What to do >> Scan the entries below for the word "CheckoutRequest". Copy each line that has it.

-------- Given data --------

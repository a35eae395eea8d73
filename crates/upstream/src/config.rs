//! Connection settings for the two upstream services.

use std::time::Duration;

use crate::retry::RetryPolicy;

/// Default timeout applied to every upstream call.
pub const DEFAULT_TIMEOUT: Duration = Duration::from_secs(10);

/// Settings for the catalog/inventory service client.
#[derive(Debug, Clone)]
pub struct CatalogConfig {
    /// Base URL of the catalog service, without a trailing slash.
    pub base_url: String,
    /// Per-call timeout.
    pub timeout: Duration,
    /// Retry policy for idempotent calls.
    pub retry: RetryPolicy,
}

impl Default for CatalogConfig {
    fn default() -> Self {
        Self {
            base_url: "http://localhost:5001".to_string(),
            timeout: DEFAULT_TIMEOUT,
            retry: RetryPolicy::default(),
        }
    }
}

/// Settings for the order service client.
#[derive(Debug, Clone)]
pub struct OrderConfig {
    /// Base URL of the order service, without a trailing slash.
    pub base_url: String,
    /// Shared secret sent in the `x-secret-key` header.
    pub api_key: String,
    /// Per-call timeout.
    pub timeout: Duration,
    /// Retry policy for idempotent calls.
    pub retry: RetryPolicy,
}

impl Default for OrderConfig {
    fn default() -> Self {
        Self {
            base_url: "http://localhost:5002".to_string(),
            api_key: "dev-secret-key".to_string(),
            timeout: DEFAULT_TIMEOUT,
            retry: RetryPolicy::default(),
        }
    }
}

--------
-------- Given data --------

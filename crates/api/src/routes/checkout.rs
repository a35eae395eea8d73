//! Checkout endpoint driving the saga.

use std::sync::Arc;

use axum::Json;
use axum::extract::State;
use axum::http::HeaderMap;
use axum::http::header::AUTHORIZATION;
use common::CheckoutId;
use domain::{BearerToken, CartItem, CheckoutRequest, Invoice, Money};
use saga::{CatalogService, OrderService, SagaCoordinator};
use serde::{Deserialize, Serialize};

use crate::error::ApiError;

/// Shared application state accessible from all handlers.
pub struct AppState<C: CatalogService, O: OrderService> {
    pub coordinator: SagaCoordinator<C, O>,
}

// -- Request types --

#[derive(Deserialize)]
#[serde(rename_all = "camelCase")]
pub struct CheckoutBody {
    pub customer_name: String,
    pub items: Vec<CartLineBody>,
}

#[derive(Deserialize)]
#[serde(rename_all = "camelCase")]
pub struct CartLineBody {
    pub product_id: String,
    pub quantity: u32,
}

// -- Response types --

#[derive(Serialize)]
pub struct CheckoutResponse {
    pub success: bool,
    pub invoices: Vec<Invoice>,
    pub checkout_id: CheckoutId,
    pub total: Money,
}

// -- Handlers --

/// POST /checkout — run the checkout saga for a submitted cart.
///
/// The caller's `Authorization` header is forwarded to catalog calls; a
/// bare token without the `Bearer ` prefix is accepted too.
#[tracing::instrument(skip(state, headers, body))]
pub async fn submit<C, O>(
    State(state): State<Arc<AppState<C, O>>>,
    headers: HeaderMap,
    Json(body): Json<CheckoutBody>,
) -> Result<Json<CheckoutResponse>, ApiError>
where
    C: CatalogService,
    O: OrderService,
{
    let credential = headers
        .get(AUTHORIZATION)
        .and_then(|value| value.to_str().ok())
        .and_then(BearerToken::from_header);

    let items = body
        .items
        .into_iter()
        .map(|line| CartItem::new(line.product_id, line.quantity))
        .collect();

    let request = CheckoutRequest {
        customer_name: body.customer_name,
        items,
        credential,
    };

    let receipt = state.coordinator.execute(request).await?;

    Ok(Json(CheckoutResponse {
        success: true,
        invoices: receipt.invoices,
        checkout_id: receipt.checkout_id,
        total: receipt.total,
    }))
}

--------
-------- Given data --------

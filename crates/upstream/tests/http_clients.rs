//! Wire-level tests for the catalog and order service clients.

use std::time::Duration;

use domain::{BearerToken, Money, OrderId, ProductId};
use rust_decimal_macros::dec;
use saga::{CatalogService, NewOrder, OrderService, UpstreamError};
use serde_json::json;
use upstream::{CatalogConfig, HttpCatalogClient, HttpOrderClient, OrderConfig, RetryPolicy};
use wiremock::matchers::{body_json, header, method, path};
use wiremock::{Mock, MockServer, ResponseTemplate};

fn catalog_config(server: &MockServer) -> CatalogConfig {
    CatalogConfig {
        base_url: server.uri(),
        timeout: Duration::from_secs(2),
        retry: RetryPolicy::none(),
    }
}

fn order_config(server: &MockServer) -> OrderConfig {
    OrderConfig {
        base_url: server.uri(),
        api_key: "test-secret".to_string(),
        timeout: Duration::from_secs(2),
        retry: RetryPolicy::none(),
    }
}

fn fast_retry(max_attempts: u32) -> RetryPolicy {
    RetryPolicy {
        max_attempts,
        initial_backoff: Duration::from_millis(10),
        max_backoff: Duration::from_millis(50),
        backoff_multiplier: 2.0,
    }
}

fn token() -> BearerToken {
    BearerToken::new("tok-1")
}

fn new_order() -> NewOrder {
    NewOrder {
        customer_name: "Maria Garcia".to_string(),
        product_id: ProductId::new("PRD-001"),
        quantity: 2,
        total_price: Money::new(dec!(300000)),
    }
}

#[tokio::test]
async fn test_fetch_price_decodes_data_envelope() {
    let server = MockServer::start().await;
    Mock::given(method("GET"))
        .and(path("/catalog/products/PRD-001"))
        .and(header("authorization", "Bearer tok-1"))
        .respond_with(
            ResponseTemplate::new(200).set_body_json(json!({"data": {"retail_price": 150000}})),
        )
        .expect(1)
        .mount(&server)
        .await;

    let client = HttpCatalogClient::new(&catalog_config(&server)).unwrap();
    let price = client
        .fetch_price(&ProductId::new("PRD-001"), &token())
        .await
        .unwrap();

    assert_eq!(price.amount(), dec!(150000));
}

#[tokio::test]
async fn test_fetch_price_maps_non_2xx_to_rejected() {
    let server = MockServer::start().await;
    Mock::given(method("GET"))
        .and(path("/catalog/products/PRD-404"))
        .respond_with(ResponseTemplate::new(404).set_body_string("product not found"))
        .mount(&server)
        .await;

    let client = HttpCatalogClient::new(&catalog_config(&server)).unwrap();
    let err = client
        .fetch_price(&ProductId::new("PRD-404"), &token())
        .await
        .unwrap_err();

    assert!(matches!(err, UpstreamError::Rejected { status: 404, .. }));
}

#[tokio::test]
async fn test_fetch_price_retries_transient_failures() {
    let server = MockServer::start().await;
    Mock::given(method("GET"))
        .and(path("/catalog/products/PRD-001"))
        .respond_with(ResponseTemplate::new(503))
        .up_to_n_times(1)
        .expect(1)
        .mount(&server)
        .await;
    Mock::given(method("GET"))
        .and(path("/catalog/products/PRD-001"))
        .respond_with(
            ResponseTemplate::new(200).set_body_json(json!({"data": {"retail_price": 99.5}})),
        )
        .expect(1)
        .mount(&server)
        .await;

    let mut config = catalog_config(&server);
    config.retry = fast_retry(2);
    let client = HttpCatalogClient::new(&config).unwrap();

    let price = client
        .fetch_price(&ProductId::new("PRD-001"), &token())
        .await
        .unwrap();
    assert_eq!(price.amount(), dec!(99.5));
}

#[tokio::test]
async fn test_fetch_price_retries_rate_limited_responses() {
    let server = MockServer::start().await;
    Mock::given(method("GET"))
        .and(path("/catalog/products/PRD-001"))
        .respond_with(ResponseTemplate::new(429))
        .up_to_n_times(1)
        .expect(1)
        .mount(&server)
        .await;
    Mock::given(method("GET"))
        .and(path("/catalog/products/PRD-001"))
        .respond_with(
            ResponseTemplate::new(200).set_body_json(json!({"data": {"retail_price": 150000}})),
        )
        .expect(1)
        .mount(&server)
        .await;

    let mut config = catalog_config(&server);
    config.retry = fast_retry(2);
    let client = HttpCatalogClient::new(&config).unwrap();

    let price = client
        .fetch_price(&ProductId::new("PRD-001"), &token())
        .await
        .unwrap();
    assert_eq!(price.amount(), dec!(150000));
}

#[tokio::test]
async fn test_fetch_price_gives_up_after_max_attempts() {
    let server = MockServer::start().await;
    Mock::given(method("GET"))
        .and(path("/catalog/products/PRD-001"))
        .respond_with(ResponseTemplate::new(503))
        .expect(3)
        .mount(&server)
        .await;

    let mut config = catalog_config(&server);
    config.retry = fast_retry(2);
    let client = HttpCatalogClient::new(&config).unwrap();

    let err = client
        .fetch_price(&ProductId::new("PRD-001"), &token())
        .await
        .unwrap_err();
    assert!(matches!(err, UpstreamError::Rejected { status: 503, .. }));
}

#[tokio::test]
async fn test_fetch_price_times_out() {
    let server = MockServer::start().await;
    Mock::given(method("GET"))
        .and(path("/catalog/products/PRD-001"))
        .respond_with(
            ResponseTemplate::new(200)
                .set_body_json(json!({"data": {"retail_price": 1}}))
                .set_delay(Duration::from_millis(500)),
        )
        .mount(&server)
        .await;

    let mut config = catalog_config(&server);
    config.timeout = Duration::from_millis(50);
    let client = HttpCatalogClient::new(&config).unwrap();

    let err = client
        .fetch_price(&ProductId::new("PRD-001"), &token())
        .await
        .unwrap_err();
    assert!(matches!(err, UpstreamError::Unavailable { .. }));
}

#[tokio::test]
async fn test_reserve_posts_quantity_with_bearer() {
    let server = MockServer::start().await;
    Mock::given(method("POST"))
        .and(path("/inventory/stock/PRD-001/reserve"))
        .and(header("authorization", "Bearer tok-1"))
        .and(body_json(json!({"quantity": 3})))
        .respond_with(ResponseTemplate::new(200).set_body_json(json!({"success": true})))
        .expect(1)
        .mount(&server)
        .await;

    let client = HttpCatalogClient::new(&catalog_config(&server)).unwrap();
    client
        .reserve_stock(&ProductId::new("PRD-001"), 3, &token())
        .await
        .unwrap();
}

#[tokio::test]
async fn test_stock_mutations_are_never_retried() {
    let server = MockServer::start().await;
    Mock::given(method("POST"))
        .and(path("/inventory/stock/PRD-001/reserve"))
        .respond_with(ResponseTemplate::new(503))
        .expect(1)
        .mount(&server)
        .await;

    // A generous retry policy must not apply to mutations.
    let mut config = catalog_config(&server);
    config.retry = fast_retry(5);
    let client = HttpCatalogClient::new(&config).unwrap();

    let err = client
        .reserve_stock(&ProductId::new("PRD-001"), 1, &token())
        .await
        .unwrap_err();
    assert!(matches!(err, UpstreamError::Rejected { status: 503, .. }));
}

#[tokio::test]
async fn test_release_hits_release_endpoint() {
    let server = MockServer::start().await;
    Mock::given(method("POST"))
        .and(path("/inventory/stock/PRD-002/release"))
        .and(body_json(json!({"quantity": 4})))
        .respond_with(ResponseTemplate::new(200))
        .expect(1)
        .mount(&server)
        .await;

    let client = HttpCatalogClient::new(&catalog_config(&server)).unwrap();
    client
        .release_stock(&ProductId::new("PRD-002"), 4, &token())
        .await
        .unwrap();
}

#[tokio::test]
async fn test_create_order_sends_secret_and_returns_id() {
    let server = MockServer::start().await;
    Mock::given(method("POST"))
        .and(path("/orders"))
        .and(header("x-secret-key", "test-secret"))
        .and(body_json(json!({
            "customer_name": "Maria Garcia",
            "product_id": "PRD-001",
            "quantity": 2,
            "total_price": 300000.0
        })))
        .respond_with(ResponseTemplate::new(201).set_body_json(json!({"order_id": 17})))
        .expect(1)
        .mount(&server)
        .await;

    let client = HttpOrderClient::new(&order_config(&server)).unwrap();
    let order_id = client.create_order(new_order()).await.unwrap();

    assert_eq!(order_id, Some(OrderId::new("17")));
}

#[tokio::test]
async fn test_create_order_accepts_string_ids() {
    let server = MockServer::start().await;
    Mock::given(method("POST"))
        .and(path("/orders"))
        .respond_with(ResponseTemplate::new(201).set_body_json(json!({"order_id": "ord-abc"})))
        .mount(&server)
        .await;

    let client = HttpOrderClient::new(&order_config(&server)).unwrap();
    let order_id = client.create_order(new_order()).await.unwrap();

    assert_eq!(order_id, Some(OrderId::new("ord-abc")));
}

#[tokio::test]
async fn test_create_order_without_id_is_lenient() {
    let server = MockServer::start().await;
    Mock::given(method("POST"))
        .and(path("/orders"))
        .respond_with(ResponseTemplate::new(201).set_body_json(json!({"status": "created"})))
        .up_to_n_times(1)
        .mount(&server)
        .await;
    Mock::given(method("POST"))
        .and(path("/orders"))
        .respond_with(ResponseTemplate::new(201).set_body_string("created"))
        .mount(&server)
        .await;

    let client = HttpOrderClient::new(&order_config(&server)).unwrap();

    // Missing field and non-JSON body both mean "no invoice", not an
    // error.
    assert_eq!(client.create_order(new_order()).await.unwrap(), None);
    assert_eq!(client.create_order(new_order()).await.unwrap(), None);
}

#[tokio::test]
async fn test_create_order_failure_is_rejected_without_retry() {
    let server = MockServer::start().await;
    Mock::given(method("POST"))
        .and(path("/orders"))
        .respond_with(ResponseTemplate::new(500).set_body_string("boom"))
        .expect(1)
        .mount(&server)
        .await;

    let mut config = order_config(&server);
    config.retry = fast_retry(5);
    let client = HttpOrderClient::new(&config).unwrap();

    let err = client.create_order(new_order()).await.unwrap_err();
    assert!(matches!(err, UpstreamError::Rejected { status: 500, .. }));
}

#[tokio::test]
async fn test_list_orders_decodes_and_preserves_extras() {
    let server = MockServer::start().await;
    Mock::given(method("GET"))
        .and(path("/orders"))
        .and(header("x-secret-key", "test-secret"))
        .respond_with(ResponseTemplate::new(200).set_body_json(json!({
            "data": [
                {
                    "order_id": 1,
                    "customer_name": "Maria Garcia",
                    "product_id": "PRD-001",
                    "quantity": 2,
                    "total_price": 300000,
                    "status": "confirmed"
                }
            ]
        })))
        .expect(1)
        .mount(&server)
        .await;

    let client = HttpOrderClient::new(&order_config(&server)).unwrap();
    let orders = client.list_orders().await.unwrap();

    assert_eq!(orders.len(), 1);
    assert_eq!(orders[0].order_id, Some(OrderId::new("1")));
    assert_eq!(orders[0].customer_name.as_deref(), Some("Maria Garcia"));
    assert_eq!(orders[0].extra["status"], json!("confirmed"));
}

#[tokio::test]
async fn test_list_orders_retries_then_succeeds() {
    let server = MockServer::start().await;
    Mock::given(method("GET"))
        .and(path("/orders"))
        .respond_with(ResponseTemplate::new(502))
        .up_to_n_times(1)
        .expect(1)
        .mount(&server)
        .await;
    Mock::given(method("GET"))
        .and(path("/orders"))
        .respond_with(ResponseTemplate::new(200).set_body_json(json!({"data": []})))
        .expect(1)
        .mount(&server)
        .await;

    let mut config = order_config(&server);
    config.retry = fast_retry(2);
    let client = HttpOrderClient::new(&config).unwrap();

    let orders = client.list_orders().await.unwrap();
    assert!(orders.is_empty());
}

--------

Solution for this task >>
use domain::{BearerToken, CartItem, CheckoutRequest, Invoice, Money};
    let request = CheckoutRequest {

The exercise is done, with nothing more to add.